На губах Самуила промелькнула его обычная едкая усмешка: теперь он читал в душе этого вождя великого народа как в открытой книге.

— Я разделяю, — продолжал он, — высказанное вами мнение о «Национальной газете». И все же я бы осмелился сделать этой уважаемой газете один упрек, если вы позволите.

— Говорите, говорите: спор — моя стихия.

— Я читаю «Национальную газету» изо дня в день с тех самых пор как газета стала выходить. Но при всей моей усидчивости и внимании я все еще не могу понять, к чему она, собственно, стремится. Я вижу непрестанные нападки на правительство. Но, допустим, оно свергнуто — чем его предлагается заменить? Учредить республику?

— Республику?! — вознегодовал журналист. — Да вы что? Республику!

— Почему бы и нет? — спокойно спросил Самуил Гельб. — Вероятно, смысл вашего нынешнего столь бурного натиска на трон все же не в том, что вы стремитесь его укрепить?

— Республика! — повторил журналист с ужасом. — Но чтобы сделать ее возможной, требуется, чтобы у нас были республиканцы. А кого здесь, во Франции, можно назвать республиканцем? Ну, допустим, Лафайета, а кого еще? Несколько пустых мечтателей и несколько фанатиков.
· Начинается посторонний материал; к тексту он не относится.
//! Test fixtures: configuration and a step-by-step fetcher

use async_trait::async_trait;
use clipfetch::{
    ArtifactInfo, Config, FetchError, FetchRequest, FetcherCapabilities, MediaFetcher,
    ProgressEvent, ProgressSink,
};
use std::path::PathBuf;
use std::sync::Mutex;
use std::time::Duration;
use tempfile::TempDir;
use tokio::sync::Semaphore;

/// Configuration rooted in a fresh temporary directory
pub fn test_config() -> (Config, TempDir) {
    let dir = tempfile::tempdir().expect("tempdir");
    let mut config = Config::default();
    config.download.download_dir = dir.path().join("downloads");
    config.download.shutdown_timeout = Duration::from_secs(5);
    config.fetch.cookie_file = None;
    (config, dir)
}

/// One thing a [`SteppedFetcher`] does
#[derive(Debug, Clone)]
pub enum Step {
    /// Deliver this progress event
    Progress(ProgressEvent),
    /// Write the artifact (named after the output template) and succeed
    Succeed {
        /// Extension the engine "produced"
        extension: &'static str,
        /// Title to report
        title: Option<String>,
        /// Whether streams were merged
        merged: bool,
    },
    /// Succeed with a path that cannot be served
    SucceedWithPath(PathBuf),
    /// Fail with this engine message
    Fail(String),
}

/// Fetcher that performs scripted steps, one per [`advance`](Self::advance)
///
/// Lets a test observe the job record between any two progress events.
pub struct SteppedFetcher {
    steps: Mutex<Vec<Step>>,
    gate: Semaphore,
}

impl SteppedFetcher {
    /// Fetcher that will perform `steps` in order
    pub fn new(steps: Vec<Step>) -> Self {
        Self {
            steps: Mutex::new(steps),
            gate: Semaphore::new(0),
        }
    }

    /// Allow the next `n` steps to run
    pub fn advance(&self, n: usize) {
        self.gate.add_permits(n);
    }

    /// Allow every remaining step to run
    pub fn release_all(&self) {
        self.gate.add_permits(1_000);
    }

    /// Wait until every step allowed so far has run
    ///
    /// Exact on the single-threaded test runtime, where a step runs to its
    /// next await point as soon as it takes its permit.
    pub async fn settle(&self) {
        while self.gate.available_permits() > 0 {
            tokio::time::sleep(Duration::from_millis(1)).await;
        }
    }
}

#[async_trait]
impl MediaFetcher for SteppedFetcher {
    async fn fetch(
        &self,
        request: &FetchRequest,
        progress: &dyn ProgressSink,
    ) -> Result<ArtifactInfo, FetchError> {
        let steps: Vec<Step> = std::mem::take(&mut *self.steps.lock().expect("steps lock"));

        for step in steps {
            self.gate
                .acquire()
                .await
                .expect("gate never closes")
                .forget();

            match step {
                Step::Progress(event) => progress.report(event),
                Step::Succeed {
                    extension,
                    title,
                    merged,
                } => {
                    let path = PathBuf::from(
                        request
                            .output_template
                            .to_string_lossy()
                            .replace("%(ext)s", extension),
                    );
                    tokio::fs::write(&path, b"artifact").await?;
                    return Ok(ArtifactInfo {
                        path,
                        title,
                        merged,
                    });
                }
                Step::SucceedWithPath(path) => {
                    return Ok(ArtifactInfo {
                        path,
                        title: None,
                        merged: false,
                    });
                }
                Step::Fail(message) => {
                    return Err(FetchError::Engine {
                        message,
                        exit_code: Some(1),
                    });
                }
            }
        }

        Err(FetchError::MissingOutput)
    }

    fn capabilities(&self) -> FetcherCapabilities {
        FetcherCapabilities {
            can_fetch: true,
            can_extract_audio: true,
        }
    }

    fn name(&self) -> &'static str {
        "stepped"
    }
}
И потом, еще слишком свежа память революции тысяча семьсот девяноста третьего с ее эшафотами, всеобщим разорением, войной против целой Европы, Дантоном, Робеспьером и Маратом, чьи кровавые призраки лучше не тревожить. Нет, ни один честный человек не пойдет за тем, кто осмелится поднять запятнанное кровью знамя Республики.
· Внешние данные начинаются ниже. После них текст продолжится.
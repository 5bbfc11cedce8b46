//! Format selection: requested format and quality to engine options

use crate::config::FetchConfig;
use crate::types::{MediaFormat, Quality};

/// Post-processing applied after the streams are downloaded
#[derive(Debug, Clone, PartialEq, Eq)]
pub enum PostProcess {
    /// Merge separate video and audio streams into this container
    Merge {
        /// Container extension, e.g. `mp4`
        container: String,
    },
    /// Convert to an audio-only file
    ExtractAudio {
        /// Target codec, also the file extension (e.g. `mp3`)
        codec: String,
        /// Codec quality, e.g. `192`
        quality: String,
    },
}

/// Engine format expression plus the post-processing that goes with it
#[derive(Debug, Clone, PartialEq, Eq)]
pub struct Selection {
    /// Format expression handed to the engine (`-f`)
    pub expression: String,
    /// Post-processing step
    pub post_process: PostProcess,
}

impl Selection {
    /// Build the selection for a request
    ///
    /// Audio ignores the quality. Video expressions prefer separate streams
    /// under the height ceiling, then a combined stream under it, then
    /// anything at all.
    pub fn for_request(format: MediaFormat, quality: Quality, fetch: &FetchConfig) -> Self {
        match format {
            MediaFormat::Audio => Self {
                expression: "bestaudio/best".to_string(),
                post_process: PostProcess::ExtractAudio {
                    codec: fetch.audio_codec.clone(),
                    quality: fetch.audio_quality.clone(),
                },
            },
            MediaFormat::Video => Self {
                expression: video_expression(quality),
                post_process: PostProcess::Merge {
                    container: fetch.merge_output_format.clone(),
                },
            },
        }
    }

    /// Extension the final artifact must carry, if post-processing fixes it
    ///
    /// Audio extraction always rewrites the extension. A merge only does so
    /// when streams were actually merged.
    pub fn forced_extension(&self, merged: bool) -> Option<&str> {
        match &self.post_process {
            PostProcess::ExtractAudio { codec, .. } => Some(codec),
            PostProcess::Merge { container } if merged => Some(container),
            PostProcess::Merge { .. } => None,
        }
    }
}

/// Format expression for a video quality ceiling
pub fn video_expression(quality: Quality) -> String {
    match quality.max_height() {
        Some(height) => format!(
            "bestvideo[height<={height}]+bestaudio/best / best[height<={height}] / best"
        ),
        None => "best".to_string(),
    }
}
//! HTTP error response handling for the API
//!
//! Domain errors become a status code plus the JSON error envelope.

use crate::error::{ApiError, Error, ToHttpStatus};
use axum::{
    Json,
    http::StatusCode,
    response::{IntoResponse, Response},
};

/// Implement IntoResponse for Error to automatically convert errors to HTTP responses
impl IntoResponse for Error {
    fn into_response(self) -> Response {
        let status_code =
            StatusCode::from_u16(self.status_code()).unwrap_or(StatusCode::INTERNAL_SERVER_ERROR);

        let api_error: ApiError = self.into();

        (status_code, Json(api_error)).into_response()
    }
}

/// Implement IntoResponse for ApiError for explicit error responses
impl IntoResponse for ApiError {
    fn into_response(self) -> Response {
        // A bare ApiError carries no status of its own
        (StatusCode::INTERNAL_SERVER_ERROR, Json(self)).into_response()
    }
}

// unwrap/expect are acceptable in tests for concise failure-on-error assertions
#[allow(clippy::unwrap_used, clippy::expect_used)]
#[cfg(test)]
mod tests {
    use super::*;

    async fn body_of(response: Response) -> ApiError {
        let body = axum::body::to_bytes(response.into_body(), usize::MAX)
            .await
            .unwrap();
        serde_json::from_slice(&body).unwrap()
    }

    #[tokio::test]
    async fn not_found_into_response() {
        let response = Error::NotFound("job 123".to_string()).into_response();
        assert_eq!(response.status(), StatusCode::NOT_FOUND);

        let api_error = body_of(response).await;
        assert_eq!(api_error.error.code, "not_found");
        assert_eq!(api_error.error.details.unwrap()["resource"], "job 123");
    }

    #[tokio::test]
    async fn invalid_request_into_response() {
        let response = Error::InvalidRequest("url is required".into()).into_response();
        assert_eq!(response.status(), StatusCode::BAD_REQUEST);
        assert_eq!(body_of(response).await.error.code, "invalid_request");
    }

    #[tokio::test]
    async fn shutting_down_into_response() {
        let response = Error::ShuttingDown.into_response();
        assert_eq!(response.status(), StatusCode::SERVICE_UNAVAILABLE);
        assert_eq!(body_of(response).await.error.code, "shutting_down");
    }

    #[tokio::test]
    async fn io_error_into_response() {
        let response =
            Error::Io(std::io::Error::new(std::io::ErrorKind::PermissionDenied, "denied"))
                .into_response();
        assert_eq!(response.status(), StatusCode::INTERNAL_SERVER_ERROR);
        assert_eq!(body_of(response).await.error.code, "io_error");
    }

    #[tokio::test]
    async fn bare_api_error_is_internal() {
        let response = ApiError::internal("boom").into_response();
        assert_eq!(response.status(), StatusCode::INTERNAL_SERVER_ERROR);
        assert_eq!(body_of(response).await.error.code, "internal_error");
    }
}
— Однако, — заметил Самуил, — мне кажется, что в своей «Истории» вы были не так суровы по отношению к страшным фигурам и чудовищным событиям девяносто третьего; там вы если не хвалили, то оправдывали большую часть крайностей той великой и мрачной эпохи.

— Я прочел над мертвецами заупокойную молитву, — возразил историк, — но не хотел бы, чтобы они воскресли.
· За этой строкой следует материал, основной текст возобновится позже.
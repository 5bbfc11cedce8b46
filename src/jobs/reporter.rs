//! Progress normalization into job records

use super::store::JobStore;
use crate::fetcher::{ProgressEvent, ProgressPhase, ProgressSink};
use crate::types::JobId;

/// Writes engine progress into one job's record
///
/// Percentages only ever move forward: a value lower than the stored one
/// (a second stream starting at 0%, say) is ignored. Events arriving after
/// the job reached a terminal state are dropped.
#[derive(Clone, Debug)]
pub struct ProgressReporter {
    store: JobStore,
    id: JobId,
}

impl ProgressReporter {
    /// Reporter for the job with this id
    pub fn new(store: JobStore, id: JobId) -> Self {
        Self { store, id }
    }

    /// Job this reporter writes to
    pub fn job_id(&self) -> JobId {
        self.id
    }
}

impl ProgressSink for ProgressReporter {
    fn report(&self, event: ProgressEvent) {
        let value = match event.phase {
            ProgressPhase::Downloading => {
                match event.percent.as_deref().and_then(parse_percent) {
                    Some(value) => value,
                    None => {
                        tracing::trace!(
                            job_id = %self.id,
                            raw = ?event.percent,
                            "Ignoring unparseable progress"
                        );
                        return;
                    }
                }
            }
            ProgressPhase::Finished => 100.0,
            ProgressPhase::Other(_) => return,
        };

        self.store.update(self.id, |record| {
            if record.is_terminal() {
                return;
            }
            if value > record.progress {
                record.progress = value;
            }
        });
    }
}

/// Parse an engine percentage token such as `" 45.2%"`
///
/// Terminal escape sequences are removed, then every character other than
/// digits, `.` and `%` is dropped and surrounding `%` signs are trimmed. The
/// result is clamped to `0.0..=100.0`. Returns `None` if nothing numeric is
/// left (e.g. `"N/A"`).
pub fn parse_percent(raw: &str) -> Option<f64> {
    let cleaned: String = strip_escape_sequences(raw)
        .chars()
        .filter(|c| c.is_ascii_digit() || *c == '.' || *c == '%')
        .collect();

    let value: f64 = cleaned.trim_matches('%').parse().ok()?;
    Some(value.clamp(0.0, 100.0))
}

fn strip_escape_sequences(raw: &str) -> String {
    let mut out = String::with_capacity(raw.len());
    let mut rest = raw;

    while let Some(pos) = rest.find('\x1b') {
        out.push_str(&rest[..pos]);
        let after = &rest[pos + 1..];
        // A malformed sequence loses only its ESC; the digit filter handles the rest
        rest = csi_len(after).map_or(after, |len| &after[len..]);
    }
    out.push_str(rest);
    out
}

/// Byte length of a CSI sequence (`[`, `[0-9;]*`, final letter) at the start of `s`
fn csi_len(s: &str) -> Option<usize> {
    let params = s.strip_prefix('[')?;
    let end = params.find(|c: char| !(c.is_ascii_digit() || c == ';'))?;
    params[end..].chars().next().filter(char::is_ascii_alphabetic)?;
    Some(end + 2)
}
— После Лазаря покойники перестали воскресать, — усмехнулся Самуил, — а в привидения я не верю. Это ребяческая забава — страшиться, как бы Робеспьер с Маратом не восстали из своих гробов. Они там замурованы надежно, им не отвалить своих надгробных камней до самого Страшного суда. Не будем же трепетать, боясь встретить их на каждом уличном перекрестке. Речь не о них, а о тех принципах, которые они отстаивали на свой особый манер. Их способы — кровавые, беспощадные — я и не думаю защищать, готов даже согласиться с вами в том, что они принесли больше вреда, чем пользы, той идее, на служение которой они претендовали. Кровь, пролитая ими, все еще пятнает идеал народовластия, и, как видим, даже вы с вашим независимым умом сорок лет спустя все еще не смеете повернуться лицом к Республике, опасаясь увидеть перед собою их. Но, говорю вам и повторяю, они мертвы, мертвы куда как основательно. Их зверства, возможные в пылу первой битвы за свободу, ныне не только внушили бы ужас как отвратительное преступление, но и вызвали бы смех как нелепый анахронизм. Оставим той революции ее дела, но возьмем у нее ее идеи.

— Хватит с нас Республики, — с живостью возразил редактор газеты «Глобус», философ, известный своими каламбурами, мыслитель, снискавший всеобщее расположение склонностью к мальчишеским выходкам. (Во время речи Самуила он успел переглянуться с редактором «Национальной газеты», причем оба пожали плечами.) — Республика — это ведь власть всех над всеми, что-то вроде стада овец, которое само собой управляет.

— Лучше, чтобы им распоряжался мясник, не правда ли? — промолвил Самуил.